## [Task instructions]
Scan the records below and report how many lines include the string "answer"; the number alone will do.
:::
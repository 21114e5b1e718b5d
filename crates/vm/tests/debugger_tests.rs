//! Debugger controller tests: stepping, running, and inspection.

use xvm_common::{Instruction, Opcode, Program, Value, ENTRY_POINT};
use xvm_vm::{Debugger, FrameInfo, NoInput, RuntimeError, StopReason, Transcript, VM};

fn op(opcode: Opcode) -> Instruction {
    Instruction::op(opcode)
}

fn push(value: impl Into<Value>) -> Instruction {
    Instruction::with_arg(Opcode::LoadConst, value)
}

/// LOAD_CONST 10; BREAKPOINT; STORE_VAR x; LOAD_VAR x; PRINT; RET
fn breakpoint_program() -> Program {
    Program::with_entry(vec![
        push(10),
        op(Opcode::Breakpoint),
        Instruction::with_arg(Opcode::StoreVar, "x"),
        Instruction::with_arg(Opcode::LoadVar, "x"),
        op(Opcode::Print),
        op(Opcode::Ret),
    ])
}

/// Entry calls "outer", which calls "inner".
fn nested_program() -> Program {
    Program::with_entry(vec![push("outer"), op(Opcode::Call), push("after")])
        .function("outer", vec![push(1), push("inner"), op(Opcode::Call), op(Opcode::Ret)])
        .function("inner", vec![push(2), op(Opcode::Breakpoint), op(Opcode::Ret)])
}

fn debugger_with_output() -> (Debugger, Transcript) {
    let out = Transcript::new();
    (Debugger::new(VM::new(NoInput, out.clone())), out)
}

#[test]
fn load_reports_entry_length() {
    let mut dbg = Debugger::default();
    assert!(!dbg.is_loaded());
    assert_eq!(dbg.load(breakpoint_program()).unwrap(), 6);
    assert!(dbg.is_loaded());
    assert_eq!(dbg.pc(), 0);
    assert_eq!(dbg.function(), ENTRY_POINT);
}

#[test]
fn step_step_reaches_pc_two() {
    let mut dbg = Debugger::default();
    dbg.load(breakpoint_program()).unwrap();

    assert_eq!(dbg.step().unwrap(), push(10));
    assert_eq!(dbg.pc(), 1);
    assert_eq!(dbg.step().unwrap(), op(Opcode::Breakpoint));
    assert_eq!(dbg.pc(), 2);
    assert!(dbg.is_breakpoint_hit());
}

#[test]
fn run_stops_at_breakpoint_then_completes() {
    let (mut dbg, out) = debugger_with_output();
    dbg.load(breakpoint_program()).unwrap();

    let first = dbg.run().unwrap();
    assert_eq!(first.executed, 1);
    assert_eq!(first.stop, StopReason::Breakpoint);
    assert_eq!(dbg.pc(), 2);
    assert!(out.values().is_empty());

    let second = dbg.run().unwrap();
    assert_eq!(second.stop, StopReason::Completed);
    assert_eq!(out.values(), vec![Value::from(10)]);
    assert!(dbg.is_finished());
}

#[test]
fn run_after_stepping_onto_breakpoint_resumes() {
    let (mut dbg, out) = debugger_with_output();
    dbg.load(breakpoint_program()).unwrap();
    dbg.step().unwrap();
    dbg.step().unwrap();

    let report = dbg.run().unwrap();
    assert_eq!(report.stop, StopReason::Completed);
    assert_eq!(report.executed, 4);
    assert_eq!(out.last(), Some(Value::from(10)));
}

#[test]
fn stack_snapshot_truncation() {
    let mut dbg = Debugger::default();
    dbg.load(Program::with_entry(vec![push(1), push(2), push(3)])).unwrap();
    dbg.run().unwrap();

    assert_eq!(dbg.stack(None).unwrap().len(), 3);
    assert_eq!(dbg.stack(Some(2)).unwrap(), &[Value::from(2), Value::from(3)]);
    assert_eq!(dbg.stack(Some(0)).unwrap(), &[] as &[Value]);
    assert_eq!(dbg.stack(Some(4)), None);
}

#[test]
fn frames_describe_callers() {
    let mut dbg = Debugger::default();
    dbg.load(nested_program()).unwrap();
    let report = dbg.run().unwrap();
    assert_eq!(report.stop, StopReason::Breakpoint);

    assert_eq!(dbg.function(), "inner");
    assert_eq!(dbg.depth(), 2);
    assert_eq!(
        dbg.frames(),
        vec![
            FrameInfo {
                function: ENTRY_POINT.to_string(),
                return_pc: 1
            },
            FrameInfo {
                function: "outer".to_string(),
                return_pc: 2
            },
        ]
    );
}

#[test]
fn next_steps_over_nested_calls() {
    let mut dbg = Debugger::default();
    dbg.load(nested_program()).unwrap();
    dbg.next().unwrap();
    assert_eq!(dbg.next().unwrap(), op(Opcode::Call));
    assert_eq!(dbg.pc(), 2);
    assert_eq!(dbg.depth(), 0);
    assert_eq!(dbg.function(), ENTRY_POINT);
    assert_eq!(dbg.stack(None).unwrap(), &[Value::from(1), Value::from(2)]);
}

#[test]
fn exec_runs_against_current_state() {
    let mut dbg = Debugger::default();
    dbg.load(Program::with_entry(vec![push(6)])).unwrap();
    dbg.step().unwrap();

    dbg.exec(&push(7)).unwrap();
    dbg.exec(&op(Opcode::Mul)).unwrap();
    dbg.exec(&Instruction::with_arg(Opcode::StoreVar, "answer")).unwrap();

    assert_eq!(dbg.variable("answer"), Some(&Value::from(42)));
    assert!(dbg.stack(None).unwrap().is_empty());
    assert_eq!(dbg.pc(), 1);
}

#[test]
fn exec_ret_unwinds_through_finished_callers() {
    let (mut dbg, out) = debugger_with_output();
    // "middle" ends on its CALL, so returning from "leaf" leaves it at its end.
    let program = Program::with_entry(vec![
        push(7),
        push("middle"),
        op(Opcode::Call),
        op(Opcode::Print),
    ])
    .function("middle", vec![push("leaf"), op(Opcode::Call)])
    .function("leaf", vec![op(Opcode::Breakpoint), op(Opcode::Ret)]);
    dbg.load(program).unwrap();

    assert_eq!(dbg.run().unwrap().stop, StopReason::Breakpoint);
    assert_eq!(dbg.function(), "leaf");
    assert_eq!(dbg.depth(), 2);

    dbg.exec(&op(Opcode::Ret)).unwrap();
    assert_eq!(dbg.function(), ENTRY_POINT);
    assert_eq!(dbg.pc(), 3);
    assert_eq!(dbg.depth(), 0);

    let report = dbg.run().unwrap();
    assert_eq!(report.stop, StopReason::Completed);
    assert_eq!(out.values(), vec![Value::from(7)]);
    assert!(dbg.is_finished());
}

#[test]
fn step_returns_from_callee_left_at_its_end() {
    let mut vm = VM::default();
    vm.load(
        Program::with_entry(vec![push("middle"), op(Opcode::Call), push(5)])
            .function("middle", vec![push("leaf"), op(Opcode::Call)])
            .function("leaf", vec![op(Opcode::Breakpoint), op(Opcode::Ret)]),
    )
    .unwrap();
    assert_eq!(vm.run().unwrap().stop, StopReason::Breakpoint);

    // A bare RET leaves "middle" at its end with its frame still pending.
    vm.execute(&op(Opcode::Ret)).unwrap();
    assert_eq!(vm.function(), "middle");
    assert_eq!(vm.call_depth(), 1);
    assert!(!vm.is_finished());

    assert_eq!(vm.step().unwrap(), push(5));
    assert_eq!(vm.function(), ENTRY_POINT);
    assert_eq!(vm.stack(), &[Value::from(5)]);
    assert!(vm.is_finished());
}

#[test]
fn errors_are_reported_and_state_kept() {
    let mut dbg = Debugger::default();
    dbg.load(Program::with_entry(vec![push(1), op(Opcode::Add), push(2)])).unwrap();
    dbg.step().unwrap();

    assert_eq!(
        dbg.step(),
        Err(RuntimeError::StackUnderflow { opcode: Opcode::Add })
    );
    assert_eq!(dbg.pc(), 1);
    assert_eq!(dbg.stack(None).unwrap(), &[Value::from(1)]);

    assert!(dbg.exec(&op(Opcode::Sub)).is_err());
    assert_eq!(dbg.stack(None).unwrap(), &[Value::from(1)]);
}

#[test]
fn commands_before_load() {
    let mut dbg = Debugger::default();
    assert_eq!(dbg.step(), Err(RuntimeError::NoCodeLoaded));
    assert_eq!(dbg.next(), Err(RuntimeError::NoCodeLoaded));
    assert_eq!(dbg.run(), Err(RuntimeError::NoCodeLoaded));
    assert!(dbg.variables().is_empty());
}

#[test]
fn save_and_restore_state() {
    let mut dbg = Debugger::default();
    dbg.load(Program::with_entry(vec![
        push(3),
        Instruction::with_arg(Opcode::StoreVar, "n"),
        push("kept"),
    ]))
    .unwrap();
    dbg.run().unwrap();

    let mut stack = Vec::new();
    let mut memory = Vec::new();
    dbg.save_stack(&mut stack).unwrap();
    dbg.save_variables(&mut memory).unwrap();

    let mut fresh = Debugger::default();
    fresh.restore_stack(stack.as_slice()).unwrap();
    fresh.restore_variables(memory.as_slice()).unwrap();
    assert_eq!(fresh.stack(None), dbg.stack(None));
    assert_eq!(fresh.variables(), dbg.variables());
}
:::
## [Your solution]
2